→ **WHAT YOU HAVE TO DO**
Every entry should be returned exactly. Omit none of them.

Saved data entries

++++++++++

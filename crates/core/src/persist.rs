//! Durable session persistence seam.
//!
//! In-memory state is always authoritative; writes through this trait are
//! best-effort and asynchronous. Failures are logged, never surfaced to the
//! user, and never block the conversation.

use crate::error::DraftResult;
use crate::types::{DraftCampaign, Message};
use async_trait::async_trait;
use dashmap::DashMap;
use serde::{Deserialize, Serialize};

/// Everything persisted for one conversation. Namespaced per conversation
/// id and cleared together on reset.
#[derive(Debug, Clone, Default, Serialize, Deserialize)]
pub struct SessionSnapshot {
    pub has_active_draft: bool,
    #[serde(default, skip_serializing_if = "Option::is_none")]
    pub draft: Option<DraftCampaign>,
    pub creatives_processed: bool,
    #[serde(default)]
    pub chat_history: Vec<Message>,
    #[serde(default, skip_serializing_if = "Option::is_none")]
    pub last_account_id: Option<String>,
}

#[async_trait]
pub trait DraftPersistence: Send + Sync {
    async fn save(&self, conversation_id: &str, snapshot: &SessionSnapshot) -> DraftResult<()>;
    async fn load(&self, conversation_id: &str) -> DraftResult<Option<SessionSnapshot>>;
    async fn clear(&self, conversation_id: &str) -> DraftResult<()>;
}

/// In-memory persistence backed by DashMap.
///
/// Production: replace with the remote backing store. This provides the
/// same API surface for development and testing.
#[derive(Default)]
pub struct InMemoryPersistence {
    snapshots: DashMap<String, SessionSnapshot>,
}

impl InMemoryPersistence {
    pub fn new() -> Self {
        Self::default()
    }
}

#[async_trait]
impl DraftPersistence for InMemoryPersistence {
    async fn save(&self, conversation_id: &str, snapshot: &SessionSnapshot) -> DraftResult<()> {
        self.snapshots
            .insert(conversation_id.to_string(), snapshot.clone());
        Ok(())
    }

    async fn load(&self, conversation_id: &str) -> DraftResult<Option<SessionSnapshot>> {
        Ok(self.snapshots.get(conversation_id).map(|s| s.value().clone()))
    }

    async fn clear(&self, conversation_id: &str) -> DraftResult<()> {
        self.snapshots.remove(conversation_id);
        Ok(())
    }
}

#[cfg(test)]
mod tests {
    use super::*;

    #[tokio::test]
    async fn test_snapshot_roundtrip_and_clear() {
        let store = InMemoryPersistence::new();
        let snapshot = SessionSnapshot {
            has_active_draft: true,
            creatives_processed: true,
            last_account_id: Some("act_123".to_string()),
            ..Default::default()
        };

        store.save("conv-1", &snapshot).await.unwrap();
        let loaded = store.load("conv-1").await.unwrap().unwrap();
        assert!(loaded.has_active_draft);
        assert_eq!(loaded.last_account_id.as_deref(), Some("act_123"));

        store.clear("conv-1").await.unwrap();
        assert!(store.load("conv-1").await.unwrap().is_none());
    }
}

++++++++++

→ **ANSWER TO THIS TASK**
filename crates/core/src/persist.rs
//! Durable session persistence seam.
//!
//! In-memory state is always authoritative; writes through this trait are
//! best-effort and asynchronous. Failures are logged, never surfaced to the
//! user, and never block the conversation.

use crate::error::DraftResult;
use crate::types::{DraftCampaign, Message};
use async_trait::async_trait;
use dashmap::DashMap;
use serde::{Deserialize, Serialize};

/// Everything persisted for one conversation. Namespaced per conversation
/// id and cleared together on reset.
#[derive(Debug, Clone, Default, Serialize, Deserialize)]
pub struct SessionSnapshot {
    pub has_active_draft: bool,
    #[serde(default, skip_serializing_if = "Option::is_none")]
    pub draft: Option<DraftCampaign>,
    pub creatives_processed: bool,
    #[serde(default)]
    pub chat_history: Vec<Message>,
    #[serde(default, skip_serializing_if = "Option::is_none")]
    pub last_account_id: Option<String>,
}

#[async_trait]
pub trait DraftPersistence: Send + Sync {
    async fn save(&self, conversation_id: &str, snapshot: &SessionSnapshot) -> DraftResult<()>;
    async fn load(&self, conversation_id: &str) -> DraftResult<Option<SessionSnapshot>>;
    async fn clear(&self, conversation_id: &str) -> DraftResult<()>;
}

/// In-memory persistence backed by DashMap.
///
/// Production: replace with the remote backing store. This provides the
/// same API surface for development and testing.
#[derive(Default)]
pub struct InMemoryPersistence {
    snapshots: DashMap<String, SessionSnapshot>,
}

impl InMemoryPersistence {
    pub fn new() -> Self {
        Self::default()
    }
}

#[async_trait]
impl DraftPersistence for InMemoryPersistence {
    async fn save(&self, conversation_id: &str, snapshot: &SessionSnapshot) -> DraftResult<()> {
        self.snapshots
            .insert(conversation_id.to_string(), snapshot.clone());
        Ok(())
    }

    async fn load(&self, conversation_id: &str) -> DraftResult<Option<SessionSnapshot>> {
        Ok(self.snapshots.get(conversation_id).map(|s| s.value().clone()))
    }

    async fn clear(&self, conversation_id: &str) -> DraftResult<()> {
        self.snapshots.remove(conversation_id);
        Ok(())
    }
}

#[cfg(test)]
mod tests {
    use super::*;

    #[tokio::test]
    async fn test_snapshot_roundtrip_and_clear() {
        let store = InMemoryPersistence::new();
        let snapshot = SessionSnapshot {
            has_active_draft: true,
            creatives_processed: true,
            last_account_id: Some("act_123".to_string()),
            ..Default::default()
        };

        store.save("conv-1", &snapshot).await.unwrap();
        let loaded = store.load("conv-1").await.unwrap().unwrap();
        assert!(loaded.has_active_draft);
        assert_eq!(loaded.last_account_id.as_deref(), Some("act_123"));

        store.clear("conv-1").await.unwrap();
        assert!(store.load("conv-1").await.unwrap().is_none());
    }
}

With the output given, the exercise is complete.